RE: Structural Wall" definition AS3600-2018

Quote:

That makes a lot of sense, however based on my design experience in Australia the global ductility class assumed for the building is used throughout in the design and detailing of the vertical lateral load resisting elements.

Took us 35 years to sort it out (our code up unto 2006 used to be exactly the same), you'll get there eventually to.

But in the interim if that is true with the detailing required being tied to the global ductility then you're certainly doing it incorrectly. It has nothing to do with low seismicity.

RE: Structural Wall" definition AS3600-2018

Don't forget however that in Australia, many high-rises are making use of "blade columns" designed to Section 11, a Section which might as well not even have slenderness limits in it as they are significantly more relaxed than Section 10 (no moment magnifier for walls..)

This means many buildings have 1000x200 or similar "walls" that are slender and have no confinement, but are considered too small to "attract" significant lateral loads, and are therefore "gravity only".

This is how engineers will continue to get away with these designs.

The only thing in the new code that limits this is the requirement for confinement in walls with 65MPa or more.

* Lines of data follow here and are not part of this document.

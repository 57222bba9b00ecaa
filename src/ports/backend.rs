use crate::error::BackendError;
use crate::types::notification::NotificationItem;
use crate::types::push::{PushSubscription, VapidPublicKey};
use crate::types::session::Me;

/// The REST surface of the notification backend, as seen by the client.
pub trait NotificationBackend {
    fn me(&self) -> impl Future<Output = Result<Me, BackendError>>;

    /// Accepts the currently published policy version.
    fn accept_terms(&self) -> impl Future<Output = Result<(), BackendError>>;

    fn vapid_public_key(&self) -> impl Future<Output = Result<VapidPublicKey, BackendError>>;

    fn register_subscription(
        &self,
        subscription: &PushSubscription,
    ) -> impl Future<Output = Result<(), BackendError>>;

    fn revoke_subscription(&self, endpoint: &str)
    -> impl Future<Output = Result<(), BackendError>>;

    fn list_notifications(
        &self,
    ) -> impl Future<Output = Result<Vec<NotificationItem>, BackendError>>;

    fn mark_read(&self, id: &str) -> impl Future<Output = Result<(), BackendError>>;

    fn mark_all_read(&self) -> impl Future<Output = Result<(), BackendError>>;

    fn enable_notifications(&self) -> impl Future<Output = Result<(), BackendError>>;
}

But as this references Section 14 EQ section, I've already seen designs that say the confinement isn't necessary as it doesn't attract lateral loads..

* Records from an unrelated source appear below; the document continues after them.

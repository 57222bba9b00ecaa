use crate::types::push::PermissionState;

use serde::{Deserialize, Serialize};

#[derive(Debug, Clone, PartialEq, Eq, Serialize, Deserialize)]
pub struct UserInfo {
    pub sub: String,
    #[serde(default, skip_serializing_if = "Option::is_none")]
    pub email: Option<String>,
    #[serde(default, skip_serializing_if = "Option::is_none")]
    pub name: Option<String>,
}

/// Identity probe result returned by `GET /api/me`.
#[derive(Debug, Clone, PartialEq, Eq, Serialize, Deserialize)]
pub struct Me {
    pub user: UserInfo,
    pub terms_required: bool,
    pub policy_version: String,
    #[serde(default)]
    pub accepted_policy_version: Option<String>,
    #[serde(default)]
    pub notification_permission: PermissionState,
    #[serde(default)]
    pub webpush_configured: bool,
}

impl Me {
    pub fn terms_state(&self) -> TermsAcceptanceState {
        TermsAcceptanceState {
            policy_version: self.policy_version.clone(),
            accepted_policy_version: self.accepted_policy_version.clone(),
        }
    }
}

#[derive(Debug, Clone, PartialEq, Eq, Serialize, Deserialize)]
pub struct TermsAcceptanceState {
    pub policy_version: String,
    pub accepted_policy_version: Option<String>,
}

impl TermsAcceptanceState {
    pub fn is_satisfied(&self) -> bool {
        self.accepted_policy_version.as_deref() == Some(self.policy_version.as_str())
    }
}

#[derive(Debug, Clone, Copy, PartialEq, Eq, Serialize, Deserialize)]
pub struct AcceptTermsRequest {
    #[serde(default = "default_true")]
    pub accept: bool,
}

#[derive(Debug, Clone, Copy, PartialEq, Eq, Serialize, Deserialize)]
pub struct EnableNotificationsRequest {
    #[serde(default = "default_true")]
    pub enable: bool,
}

fn default_true() -> bool {
    true
}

Small "columns" that don't attract lateral loads...4-1 ratio, therefore wall, therefore Section 11 capacity...no lateral load therefore no confinement...easy peasy

So nothing has changed...

RE: Structural Wall" definition AS3600-2018

Quote (Jishin1)

are considered too small to "attract" significant lateral loads, and are therefore "gravity only".

But the 2018 code now states that all walls connected to floor diaphragms attract horizontal loads, so if you consider them gravity only you violate the code.

Lots has changed...

RE: Structural Wall" definition AS3600-2018

Quote (Jishin1)

Section which might as well not even have slenderness limits in it as they are significantly more relaxed than Section 10 (no moment magnifier for walls..)

Just picking up on something else you said, the slenderness limits under section 11 are actually more stringent than section 10 (He/tw < 30 versus Le/r < 120). Also, the accidental eccentricity term in 11.5.3 provides a moment magnifier.

RE: Structural Wall" definition AS3600-2018

Retrograde,

The code doesn't explicitly state that. That's what this whole thread was initially about.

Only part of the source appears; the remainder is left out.